I focused on the screen. One of the wolves was bigger than Big Evan and solid muscle. I’d nicknamed him Fire Truck. The other guy looked little next to him, but probably stood between five feet seven and five ten. It was hard to tell next to the mountain of Fire Truck. The smaller guy moved fast in the digital footage, seeming to jump through the intermittent progression of frames. He had squinty eyes and bulges under his hoodie that were likely weapons. He looked weaselly, which became his new name.

 

We watched Fire Truck and Weasel disappear inside, trailed later by a woman wearing a granny dress and old-fashioned boots, an open umbrella over her. Rick pressed a button and the digital footage again showed the woman leaving, her gait ungainly in the boots, followed by the two werewolves. The time stamp indicated that sixty-two minutes had passed. Another button showed us the parking area and the wolfmen helmeting up, starting bikes, and cruising out onto the street. An instant later, Rick entered, and the footage stopped.

 

“Again,” Billy said. When the bikes roared off, we got a glimpse of the license plates, enough to know they weren’t North Carolina plates. He looked at Rick. “You’re sure these two are the ones who kidnapped an undercover cop, held him prisoner, tortured him”—Billy’s eyes looked Rick over, as if searching for werewolf taint—“and tried to kill him.”

 

“Yes,” Rick said, not rising to the insult in the look.

 

“Before you go thinking Rick might turn into a werewolf and bite your men, you should know that the vamps’ Mercy Blade took care of any possibility of that,” I said. “He’s not a werewolf.” Rick laughed and the sound carried a bitter note. Yeah. No werewolf. Of course he might go big-cat-furry.

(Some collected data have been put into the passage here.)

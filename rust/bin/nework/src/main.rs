//! `nework`: command-line client for the NeWork social network.
//!
//! Drives the same client core a graphical front end would: the session
//! persists in `~/.nework/nework.redb`, every request carries the API key
//! and the bearer token, and likes/participation go through the feed
//! holders with server confirmation.

mod commands;
mod output;
mod session;

use std::path::PathBuf;

use clap::{Parser, Subcommand};
use nework_core::ClientConfig;

use output::Output;

/// NeWork CLI tool.
#[derive(Parser, Debug)]
#[command(name = "nework", about = "NeWork social network client")]
struct Cli {
    /// Path to client config file (default: ~/.nework/config.toml).
    #[arg(long = "config", global = true)]
    config: Option<String>,

    /// Output format: table or json.
    #[arg(long = "output", short = 'o', global = true, value_enum, default_value_t = Output::Table)]
    output: Output,

    #[command(subcommand)]
    command: Commands,
}

#[derive(Subcommand, Debug)]
enum Commands {
    /// Show or change client settings.
    Config {
        #[command(subcommand)]
        action: ConfigAction,
    },

    /// Sign in and store the session.
    Login {
        /// Login name.
        #[arg(long)]
        login: Option<String>,
        /// Password (not recommended, use the interactive prompt).
        #[arg(long)]
        password: Option<String>,
    },

    /// Create an account and sign in with it.
    Register {
        #[arg(long)]
        login: String,
        /// Display name.
        #[arg(long)]
        name: String,
        /// JPEG or PNG avatar.
        #[arg(long)]
        avatar: Option<PathBuf>,
        /// Password (not recommended, use the interactive prompt).
        #[arg(long)]
        password: Option<String>,
    },

    /// Forget the stored session.
    Logout,

    /// Show the signed-in user.
    Whoami,

    /// Posts feed.
    Posts {
        #[command(subcommand)]
        action: PostsAction,
    },

    /// Events feed.
    Events {
        #[command(subcommand)]
        action: EventsAction,
    },

    /// Users directory.
    Users {
        #[command(subcommand)]
        action: UsersAction,
    },

    /// Job history.
    Jobs {
        #[command(subcommand)]
        action: JobsAction,
    },

    /// Posts of one user plus their profile.
    Wall {
        /// User ID.
        user: i64,
    },

    /// Upload a media file and print its URL.
    Upload {
        file: PathBuf,
    },

    /// Show version.
    Version,
}

#[derive(Subcommand, Debug)]
enum ConfigAction {
    /// Print the effective configuration.
    Show,
    /// Change settings in the config file.
    Set {
        #[arg(long)]
        server: Option<String>,
        #[arg(long = "api-key")]
        api_key: Option<String>,
        /// Request timeout in seconds.
        #[arg(long)]
        timeout: Option<u64>,
        #[arg(long = "data-dir")]
        data_dir: Option<String>,
    },
}

#[derive(Subcommand, Debug)]
enum PostsAction {
    /// List posts.
    List {
        /// Only the N most recent posts.
        #[arg(long)]
        latest: Option<u32>,
        /// Page of N posts older than --before.
        #[arg(long, requires = "count")]
        before: Option<i64>,
        #[arg(long)]
        count: Option<u32>,
    },
    /// Show one post with mentioned users.
    Show { id: i64 },
    /// Like or unlike a post.
    Like { id: i64 },
    /// Delete a post.
    Delete {
        id: i64,
        /// Skip confirmation.
        #[arg(long = "yes", short = 'y')]
        yes: bool,
    },
    /// Publish a post.
    Create {
        #[arg(long)]
        content: String,
        #[arg(long)]
        link: Option<String>,
        /// Image, video or audio file to attach.
        #[arg(long)]
        attach: Option<PathBuf>,
        /// Mentioned user IDs.
        #[arg(long = "mention", value_delimiter = ',')]
        mentions: Vec<i64>,
    },
}

#[derive(Subcommand, Debug)]
enum EventsAction {
    /// List events.
    List,
    /// Show one event with speakers and participants.
    Show { id: i64 },
    /// Like or unlike an event.
    Like { id: i64 },
    /// Join or leave an event.
    Participate { id: i64 },
    /// Delete an event.
    Delete {
        id: i64,
        #[arg(long = "yes", short = 'y')]
        yes: bool,
    },
    /// Publish an event.
    Create {
        #[arg(long)]
        content: String,
        /// Start time, RFC 3339 or `YYYY-MM-DD HH:MM` (UTC).
        #[arg(long)]
        at: String,
        /// Online event (default: offline).
        #[arg(long)]
        online: bool,
        #[arg(long)]
        link: Option<String>,
        #[arg(long)]
        attach: Option<PathBuf>,
        /// Speaker user IDs.
        #[arg(long = "speaker", value_delimiter = ',')]
        speakers: Vec<i64>,
    },
}

#[derive(Subcommand, Debug)]
enum UsersAction {
    /// List all users.
    List,
    /// Show one user.
    Show { id: i64 },
}

#[derive(Subcommand, Debug)]
enum JobsAction {
    /// List jobs (own by default).
    List {
        /// Another user's jobs.
        #[arg(long)]
        user: Option<i64>,
    },
    /// Add a job to your history.
    Add {
        /// Company name.
        #[arg(long)]
        name: String,
        #[arg(long)]
        position: String,
        /// Start date, `YYYY-MM-DD` or RFC 3339.
        #[arg(long)]
        start: String,
        #[arg(long)]
        finish: Option<String>,
        #[arg(long)]
        link: Option<String>,
    },
    /// Remove a job from your history.
    Delete {
        id: i64,
        #[arg(long = "yes", short = 'y')]
        yes: bool,
    },
}

#[tokio::main]
async fn main() -> anyhow::Result<()> {
    tracing_subscriber::fmt()
        .with_env_filter(
            tracing_subscriber::EnvFilter::try_from_default_env().unwrap_or_else(|_| "info".into()),
        )
        .with_writer(std::io::stderr)
        .init();

    let cli = Cli::parse();
    let config_path = cli
        .config
        .map(PathBuf::from)
        .unwrap_or_else(ClientConfig::default_path);
    let out = cli.output;

    match cli.command {
        Commands::Config { action } => match action {
            ConfigAction::Show => commands::config::show(&config_path, out)?,
            ConfigAction::Set {
                server,
                api_key,
                timeout,
                data_dir,
            } => commands::config::set(
                &config_path,
                commands::config::Changes {
                    server,
                    api_key,
                    timeout,
                    data_dir,
                },
            )?,
        },

        Commands::Login { login, password } => {
            let login = match login {
                Some(l) => l,
                None => commands::prompt_line("Login: ")?,
            };
            let password = match password {
                Some(p) => p,
                None => rpassword::prompt_password("Password: ")?,
            };
            let session = session::Session::open(&config_path, out)?;
            commands::account::login(&session, &login, &password).await?;
        }

        Commands::Register {
            login,
            name,
            avatar,
            password,
        } => {
            let (password, confirm) = match password {
                Some(p) => (p, None),
                None => {
                    let pw = rpassword::prompt_password("Password: ")?;
                    let confirm = rpassword::prompt_password("Confirm password: ")?;
                    (pw, Some(confirm))
                }
            };
            let session = session::Session::open(&config_path, out)?;
            commands::account::register(&session, login, name, password, confirm, avatar.as_deref()).await?;
        }

        Commands::Logout => {
            let session = session::Session::open(&config_path, out)?;
            commands::account::logout(&session);
        }

        Commands::Whoami => {
            let session = session::Session::open(&config_path, out)?;
            commands::account::whoami(&session).await?;
        }

        Commands::Posts { action } => {
            let session = session::Session::open(&config_path, out)?;
            match action {
                PostsAction::List { latest, before, count } => {
                    commands::posts::list(&session, latest, before.zip(count)).await?
                }
                PostsAction::Show { id } => commands::posts::show(&session, id).await?,
                PostsAction::Like { id } => commands::posts::like(&session, id).await?,
                PostsAction::Delete { id, yes } => {
                    if yes || commands::confirm()? {
                        commands::posts::delete(&session, id).await?;
                    }
                }
                PostsAction::Create {
                    content,
                    link,
                    attach,
                    mentions,
                } => commands::posts::create(&session, content, link, attach.as_deref(), mentions).await?,
            }
        }

        Commands::Events { action } => {
            let session = session::Session::open(&config_path, out)?;
            match action {
                EventsAction::List => commands::events::list(&session).await?,
                EventsAction::Show { id } => commands::events::show(&session, id).await?,
                EventsAction::Like { id } => commands::events::like(&session, id).await?,
                EventsAction::Participate { id } => commands::events::participate(&session, id).await?,
                EventsAction::Delete { id, yes } => {
                    if yes || commands::confirm()? {
                        commands::events::delete(&session, id).await?;
                    }
                }
                EventsAction::Create {
                    content,
                    at,
                    online,
                    link,
                    attach,
                    speakers,
                } => {
                    let args = commands::events::NewEvent {
                        content,
                        at,
                        online,
                        link,
                        speakers,
                    };
                    commands::events::create(&session, args, attach.as_deref()).await?
                }
            }
        }

        Commands::Users { action } => {
            let session = session::Session::open(&config_path, out)?;
            match action {
                UsersAction::List => commands::users::list(&session).await?,
                UsersAction::Show { id } => commands::users::show(&session, id).await?,
            }
        }

        Commands::Jobs { action } => {
            let session = session::Session::open(&config_path, out)?;
            match action {
                JobsAction::List { user } => commands::jobs::list(&session, user).await?,
                JobsAction::Add {
                    name,
                    position,
                    start,
                    finish,
                    link,
                } => commands::jobs::add(&session, name, position, &start, finish.as_deref(), link).await?,
                JobsAction::Delete { id, yes } => {
                    if yes || commands::confirm()? {
                        commands::jobs::delete(&session, id).await?;
                    }
                }
            }
        }

        Commands::Wall { user } => {
            let session = session::Session::open(&config_path, out)?;
            commands::users::wall(&session, user).await?;
        }

        Commands::Upload { file } => {
            let session = session::Session::open(&config_path, out)?;
            commands::media::upload(&session, &file).await?;
        }

        Commands::Version => {
            println!("nework cli v{}", env!("CARGO_PKG_VERSION"));
        }
    }

    Ok(())
}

And soon.

 

Billy frowned. “I’ll upgrade the BOLO on the bikers to include stills from this video, and list them as armed and dangerous, with orders to locate but not approach.” Chandler looked at me, unwillingness clear in his eyes. He didn’t want to be asking me anything. “If we find these guys, what are we supposed to do?”

 

“Call me,” I said. “I’ll bring the vamps.”

 

“And if the fangheads kill them instead of apprehending them?”